• [Task item]:
Look over the entries and say how many lines include the word "visit". Only the number, please.
[[ Data extracts open ]]
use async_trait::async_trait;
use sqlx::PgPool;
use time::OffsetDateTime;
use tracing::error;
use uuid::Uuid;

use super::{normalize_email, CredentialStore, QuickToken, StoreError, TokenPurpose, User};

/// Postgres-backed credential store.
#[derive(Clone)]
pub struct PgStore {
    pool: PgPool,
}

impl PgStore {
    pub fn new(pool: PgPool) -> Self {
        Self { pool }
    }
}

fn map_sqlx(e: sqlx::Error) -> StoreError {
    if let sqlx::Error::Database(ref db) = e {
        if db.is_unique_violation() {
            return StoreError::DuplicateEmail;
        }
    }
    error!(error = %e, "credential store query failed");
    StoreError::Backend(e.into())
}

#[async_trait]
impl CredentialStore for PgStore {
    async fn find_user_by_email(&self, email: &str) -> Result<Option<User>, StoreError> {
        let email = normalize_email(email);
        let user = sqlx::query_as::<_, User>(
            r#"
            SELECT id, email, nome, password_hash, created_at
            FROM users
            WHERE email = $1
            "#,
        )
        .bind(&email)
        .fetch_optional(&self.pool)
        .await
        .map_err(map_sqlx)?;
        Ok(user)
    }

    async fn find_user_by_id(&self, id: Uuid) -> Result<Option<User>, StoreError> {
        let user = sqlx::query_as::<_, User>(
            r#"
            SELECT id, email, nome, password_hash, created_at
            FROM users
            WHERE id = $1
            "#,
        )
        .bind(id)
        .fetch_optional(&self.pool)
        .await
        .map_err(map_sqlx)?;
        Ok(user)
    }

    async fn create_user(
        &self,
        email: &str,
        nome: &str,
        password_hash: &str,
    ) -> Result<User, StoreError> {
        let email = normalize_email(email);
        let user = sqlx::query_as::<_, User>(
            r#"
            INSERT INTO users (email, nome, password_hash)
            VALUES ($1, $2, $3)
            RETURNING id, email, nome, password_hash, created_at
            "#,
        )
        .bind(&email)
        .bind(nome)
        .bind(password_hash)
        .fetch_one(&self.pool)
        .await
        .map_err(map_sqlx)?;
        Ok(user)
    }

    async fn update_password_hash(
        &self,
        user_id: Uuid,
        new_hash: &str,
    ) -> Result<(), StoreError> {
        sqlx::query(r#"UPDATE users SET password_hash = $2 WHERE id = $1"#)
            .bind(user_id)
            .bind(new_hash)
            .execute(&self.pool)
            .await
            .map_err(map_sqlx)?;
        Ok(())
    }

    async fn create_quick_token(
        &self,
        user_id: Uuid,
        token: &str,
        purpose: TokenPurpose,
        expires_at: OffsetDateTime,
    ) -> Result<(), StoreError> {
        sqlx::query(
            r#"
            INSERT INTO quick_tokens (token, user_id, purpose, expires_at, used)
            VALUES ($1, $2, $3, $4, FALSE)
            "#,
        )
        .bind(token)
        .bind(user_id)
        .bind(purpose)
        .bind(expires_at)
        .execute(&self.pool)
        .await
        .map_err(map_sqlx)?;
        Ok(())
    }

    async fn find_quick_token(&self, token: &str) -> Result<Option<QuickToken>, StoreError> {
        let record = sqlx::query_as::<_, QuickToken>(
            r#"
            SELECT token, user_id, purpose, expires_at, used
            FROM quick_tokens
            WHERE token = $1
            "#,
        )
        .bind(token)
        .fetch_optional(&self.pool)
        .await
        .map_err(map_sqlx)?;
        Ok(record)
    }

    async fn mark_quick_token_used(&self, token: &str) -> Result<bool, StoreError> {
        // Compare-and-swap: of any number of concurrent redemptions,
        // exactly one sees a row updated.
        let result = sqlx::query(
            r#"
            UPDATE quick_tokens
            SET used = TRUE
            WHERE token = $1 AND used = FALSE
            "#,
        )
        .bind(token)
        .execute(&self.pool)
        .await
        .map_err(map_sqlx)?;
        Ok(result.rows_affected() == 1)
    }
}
[[ Data extracts closed ]]
[[ Data extracts open ]]
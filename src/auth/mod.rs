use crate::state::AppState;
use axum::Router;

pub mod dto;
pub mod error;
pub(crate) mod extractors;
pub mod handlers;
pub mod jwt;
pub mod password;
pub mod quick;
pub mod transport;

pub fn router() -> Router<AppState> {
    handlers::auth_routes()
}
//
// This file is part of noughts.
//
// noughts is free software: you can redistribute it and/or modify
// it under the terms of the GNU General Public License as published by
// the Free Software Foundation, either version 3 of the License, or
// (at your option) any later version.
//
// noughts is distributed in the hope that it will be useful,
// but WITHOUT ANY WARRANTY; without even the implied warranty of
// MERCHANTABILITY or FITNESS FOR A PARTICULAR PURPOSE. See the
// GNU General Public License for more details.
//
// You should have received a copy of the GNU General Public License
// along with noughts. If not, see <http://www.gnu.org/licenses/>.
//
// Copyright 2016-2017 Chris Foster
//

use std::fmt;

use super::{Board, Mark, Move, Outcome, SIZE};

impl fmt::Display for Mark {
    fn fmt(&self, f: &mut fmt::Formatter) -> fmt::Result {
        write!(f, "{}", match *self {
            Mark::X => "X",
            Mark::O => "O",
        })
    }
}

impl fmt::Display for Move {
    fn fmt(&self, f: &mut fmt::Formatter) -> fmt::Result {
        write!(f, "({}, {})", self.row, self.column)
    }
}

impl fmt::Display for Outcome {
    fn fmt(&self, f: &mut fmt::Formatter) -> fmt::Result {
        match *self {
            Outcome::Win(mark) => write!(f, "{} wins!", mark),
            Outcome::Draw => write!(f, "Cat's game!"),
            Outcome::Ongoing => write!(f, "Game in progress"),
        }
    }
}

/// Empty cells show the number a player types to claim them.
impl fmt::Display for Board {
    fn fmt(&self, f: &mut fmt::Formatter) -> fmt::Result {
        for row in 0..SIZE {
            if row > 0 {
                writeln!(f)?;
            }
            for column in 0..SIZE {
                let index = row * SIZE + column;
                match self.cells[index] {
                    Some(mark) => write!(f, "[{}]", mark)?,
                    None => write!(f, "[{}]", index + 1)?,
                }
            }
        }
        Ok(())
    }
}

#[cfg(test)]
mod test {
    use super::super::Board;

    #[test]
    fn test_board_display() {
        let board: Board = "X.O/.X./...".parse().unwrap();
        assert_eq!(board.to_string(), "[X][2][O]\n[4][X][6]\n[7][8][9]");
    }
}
[[ Data extracts closed ]]
[[ Data extracts open ]]
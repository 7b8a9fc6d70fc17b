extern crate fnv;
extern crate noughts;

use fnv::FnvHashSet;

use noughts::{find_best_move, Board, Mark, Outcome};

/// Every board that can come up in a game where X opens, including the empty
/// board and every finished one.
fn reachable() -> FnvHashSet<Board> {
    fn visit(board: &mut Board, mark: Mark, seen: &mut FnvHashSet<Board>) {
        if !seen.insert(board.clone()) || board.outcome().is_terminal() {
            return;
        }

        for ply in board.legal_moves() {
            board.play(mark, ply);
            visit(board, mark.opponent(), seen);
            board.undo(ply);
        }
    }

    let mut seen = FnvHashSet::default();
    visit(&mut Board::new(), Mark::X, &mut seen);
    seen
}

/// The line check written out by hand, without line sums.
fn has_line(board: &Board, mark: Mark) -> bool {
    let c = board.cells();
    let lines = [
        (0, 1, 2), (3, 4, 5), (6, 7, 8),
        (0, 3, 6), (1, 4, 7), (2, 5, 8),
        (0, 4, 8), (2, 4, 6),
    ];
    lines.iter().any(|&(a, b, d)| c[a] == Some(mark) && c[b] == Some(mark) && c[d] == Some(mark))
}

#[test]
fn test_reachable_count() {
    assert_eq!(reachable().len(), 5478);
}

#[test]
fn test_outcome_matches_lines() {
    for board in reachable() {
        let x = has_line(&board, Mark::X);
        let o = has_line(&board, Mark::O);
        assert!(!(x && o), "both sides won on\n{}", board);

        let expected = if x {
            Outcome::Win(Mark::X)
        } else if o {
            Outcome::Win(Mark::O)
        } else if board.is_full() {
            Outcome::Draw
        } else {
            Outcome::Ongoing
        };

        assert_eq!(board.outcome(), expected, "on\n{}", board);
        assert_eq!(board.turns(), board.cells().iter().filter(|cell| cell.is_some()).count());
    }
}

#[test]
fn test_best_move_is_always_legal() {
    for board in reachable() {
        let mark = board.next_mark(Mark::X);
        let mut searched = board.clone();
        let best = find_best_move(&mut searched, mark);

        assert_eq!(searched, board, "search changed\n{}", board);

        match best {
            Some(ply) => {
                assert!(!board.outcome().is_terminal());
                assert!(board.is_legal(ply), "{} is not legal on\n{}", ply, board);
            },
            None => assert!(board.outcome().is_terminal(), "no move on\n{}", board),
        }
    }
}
[[ Data extracts closed ]]
• [Exercise solution]:
3